While the tight end appears to engage Gilmore a couple yards down the field, he doesn’t change his route to block the cornerback like Coleman does in the first play mentioned. The tight end should be allowed his right of way. Gilmore just makes a terrible mental error to start the play and gets knocked over to highlight the mistake.

I don’t know the play, but seeing how the Patriots defended this type of route progression by the Saints at other points in the game, I believe Gilmore was supposed to drop towards the sideline with Eric Rowe- in the slot- supposed to defend the middle of the field.

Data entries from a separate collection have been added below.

//! Transport front ends.
//!
//! Each front end adapts its native unit of work into a [`Context`], finds
//! the route, runs the composed handler and maps the response back.

pub mod consumer;
pub mod http;

use std::sync::atomic::{AtomicU64, Ordering};

use tracing::debug;

use crate::{context::Context, errors::Rejection, router::RouteMatch};

pub use consumer::{ChannelSource, ConsumerMode, ConsumerServer, Delivery, DeliverySource, Reply};
pub use http::HttpServer;

/// Units handled by a front end, and how many of them ended with a status
/// of 400 or above.
#[derive(Debug, Default)]
pub struct ServerStats {
    handled: AtomicU64,
    failed: AtomicU64,
}

impl ServerStats {
    pub fn record(&self, status: u16) {
        self.handled.fetch_add(1, Ordering::Relaxed);
        if status >= 400 {
            self.failed.fetch_add(1, Ordering::Relaxed);
        }
    }

    pub fn handled(&self) -> u64 {
        self.handled.load(Ordering::Relaxed)
    }

    pub fn failed(&self) -> u64 {
        self.failed.load(Ordering::Relaxed)
    }
}

/// Runs the matched route with its params bound, or answers 404.
pub(crate) async fn dispatch(route: Option<RouteMatch>, mut ctx: Context) -> Context {
    match route {
        Some(RouteMatch { handler, params }) => {
            ctx.set_params(params);
            handler(ctx).await
        }
        None => {
            debug!(
                method = %ctx.request().method,
                route = %ctx.request().path,
                "No route matched"
            );
            Rejection::RouteNotFound.write_to(ctx.response_mut());
            ctx
        }
    }
}

#[cfg(test)]
mod tests {
    use super::*;

    #[test]
    fn test_stats_count_failures() {
        let stats = ServerStats::default();
        stats.record(200);
        stats.record(204);
        stats.record(404);
        stats.record(500);
        assert_eq!(stats.handled(), 4);
        assert_eq!(stats.failed(), 2);
    }
}
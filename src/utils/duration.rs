//! Duration parsing utilities.

use std::time::Duration;
use crate::constants::time;

/// Parses a duration string like "250ms", "30s", "5m", "1h" into a Duration.
///
/// # Arguments
/// * `s` - Duration string (e.g., "500ms", "30s", "5m", "1h")
///
/// # Returns
/// * `Ok(Duration)` on success
/// * `Err(&str)` with error message on failure
pub fn parse_duration(s: &str) -> Result<Duration, &'static str> {
    let s = s.trim();
    if s.is_empty() {
        return Err("Empty duration");
    }

    let split = s
        .find(|c: char| !c.is_ascii_digit())
        .ok_or("Missing duration unit")?;
    let (number, unit) = s.split_at(split);
    let value: u64 = number
        .parse()
        .map_err(|_| "Invalid number in duration")?;

    match unit {
        "ms" => Ok(Duration::from_millis(value)),
        "s" => Ok(Duration::from_secs(value)),
        "m" => Ok(Duration::from_secs(value * time::SECONDS_PER_MINUTE)),
        "h" => Ok(Duration::from_secs(value * time::SECONDS_PER_HOUR)),
        _ => Err("Invalid duration unit")
    }
}
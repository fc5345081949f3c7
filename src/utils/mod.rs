pub mod logging;
pub mod duration;

pub use duration::parse_duration;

Instead, Gilmore tries to go inside with Rowe, leaving Coleman wide open down the sideline.

2-7-NO 42 (13:21) (Shotgun) D.Brees pass incomplete short middle to A.Kamara

Patrick Chung is covering Alvin Kamara on the line of scrimmage and Malcolm Butler is on the inside against Brandon Coleman. Notice how Butler is a yard behind Chung so he can avoid an immediate collision if they end up on the same plane. This is the proper way to align against a pick route, although it probably should’ve been flagged, too, and maybe Butler should have been another few yards deeper to let Chung cross in front of him to maintain closer contact.

Coleman is trying to pick off Chung three yards down the field (also against the rules) and Chung has to run to the outside of Coleman and Butler, creating that immediate space for Kamara in the middle of the field. Devin McCourty uses his exceptional closing speed to scare Kamara away from making the catch because Chung is too far away to make a play.

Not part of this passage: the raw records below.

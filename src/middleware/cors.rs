use std::sync::Arc;

use http::{
    header::{
        ACCESS_CONTROL_ALLOW_CREDENTIALS, ACCESS_CONTROL_ALLOW_HEADERS, ACCESS_CONTROL_ALLOW_METHODS,
        ACCESS_CONTROL_ALLOW_ORIGIN, ACCESS_CONTROL_EXPOSE_HEADERS, ACCESS_CONTROL_MAX_AGE,
        ACCESS_CONTROL_REQUEST_METHOD, ORIGIN, VARY,
    },
    HeaderValue, Method,
};

use crate::{
    config::CorsConfig,
    constants::cors,
    context::Context,
    errors::{FrameworkError, Result},
    handler::{handler_fn, Handler},
    middleware::Middleware,
};

#[derive(Debug)]
struct CorsPolicy {
    allow_origins: Vec<String>,
    allow_methods: HeaderValue,
    allow_headers: HeaderValue,
    expose_headers: Option<HeaderValue>,
    allow_credentials: bool,
    max_age: HeaderValue,
}

impl CorsPolicy {
    fn allows(&self, origin: &str) -> bool {
        self.allow_origins
            .iter()
            .any(|allowed| allowed == "*" || allowed == origin)
    }
}

/// Adds CORS headers for allowed origins and answers preflight requests
/// with 204 without calling the rest of the chain.
pub struct CorsMiddleware {
    name: String,
    policy: Arc<CorsPolicy>,
}

impl CorsMiddleware {
    pub fn from_config(name: &str, config: &CorsConfig) -> Result<Self> {
        let list_or_default = |values: &[String], default: &[&str]| -> Vec<String> {
            if values.is_empty() {
                default.iter().map(|v| v.to_string()).collect()
            } else {
                values.to_vec()
            }
        };
        let header_value = |field: &str, value: String| {
            HeaderValue::try_from(value).map_err(|e| FrameworkError::InvalidMiddleware {
                name: name.to_string(),
                reason: format!("{}: {}", field, e),
            })
        };

        let allow_origins = list_or_default(&config.allow_origins, &["*"]);
        let allow_methods = list_or_default(&config.allow_methods, &cors::DEFAULT_METHODS).join(", ");
        let allow_headers = list_or_default(&config.allow_headers, &cors::DEFAULT_HEADERS).join(", ");
        let max_age = config
            .max_age
            .filter(|age| *age > 0)
            .unwrap_or(cors::DEFAULT_MAX_AGE_SECONDS);

        let expose_headers = if config.expose_headers.is_empty() {
            None
        } else {
            Some(header_value("expose_headers", config.expose_headers.join(", "))?)
        };

        Ok(Self {
            name: name.to_string(),
            policy: Arc::new(CorsPolicy {
                allow_origins,
                allow_methods: header_value("allow_methods", allow_methods)?,
                allow_headers: header_value("allow_headers", allow_headers)?,
                expose_headers,
                allow_credentials: config.allow_credentials,
                max_age: HeaderValue::from(max_age),
            }),
        })
    }
}

impl Middleware for CorsMiddleware {
    fn name(&self) -> &str {
        &self.name
    }

    fn invoke(&self, next: Handler) -> Handler {
        let policy = self.policy.clone();

        handler_fn(move |mut ctx: Context| {
            let next = next.clone();
            let policy = policy.clone();
            async move {
                // Not a CORS request, or an origin we do not serve
                let origin = ctx
                    .request()
                    .headers
                    .get(ORIGIN)
                    .filter(|origin| origin.to_str().is_ok_and(|o| policy.allows(o)))
                    .cloned();
                let Some(origin) = origin else {
                    return next(ctx).await;
                };
                let preflight = ctx.request().method == Method::OPTIONS.as_str()
                    && ctx.request().headers.contains_key(ACCESS_CONTROL_REQUEST_METHOD);

                let response = ctx.response_mut();
                response.set_header(ACCESS_CONTROL_ALLOW_ORIGIN, origin);
                response.set_header(VARY, HeaderValue::from_static("Origin"));
                if policy.allow_credentials {
                    response.set_header(ACCESS_CONTROL_ALLOW_CREDENTIALS, HeaderValue::from_static("true"));
                }
                if let Some(expose) = &policy.expose_headers {
                    response.set_header(ACCESS_CONTROL_EXPOSE_HEADERS, expose.clone());
                }

                if preflight {
                    response.set_header(ACCESS_CONTROL_ALLOW_METHODS, policy.allow_methods.clone());
                    response.set_header(ACCESS_CONTROL_ALLOW_HEADERS, policy.allow_headers.clone());
                    response.set_header(ACCESS_CONTROL_MAX_AGE, policy.max_age.clone());
                    response.set_status(204);
                    return ctx;
                }

                next(ctx).await
            }
        })
    }
}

Of these four plays, only one appeared to really be allowed by the rules. The officials didn’t call three pretty obvious illegal pick plays against the Saints, but decided to throw a flag against a legal play by the Patriots offense.

The Patriots didn’t necessarily struggle against the pick so much as the Saints made the routes impossible to defend by driving the point person up the field and into the New England defenders.

And since the officials weren’t calling penalties, then the Saints were absolutely right to go back to the same well. Why not take advantage of what the officials are allowing? It’s no different than the 2013 Seattle Seahawks defense challenging officials to throw a holding call on every single play.

I wouldn’t be shocked if the Patriots elevated these pick plays to the league office as plays of emphasis, or at least alerted officials in future games to watch out for these alignments. Because there’s nothing a defense can do to defend a pick play when the offense is playing with a stacked deck.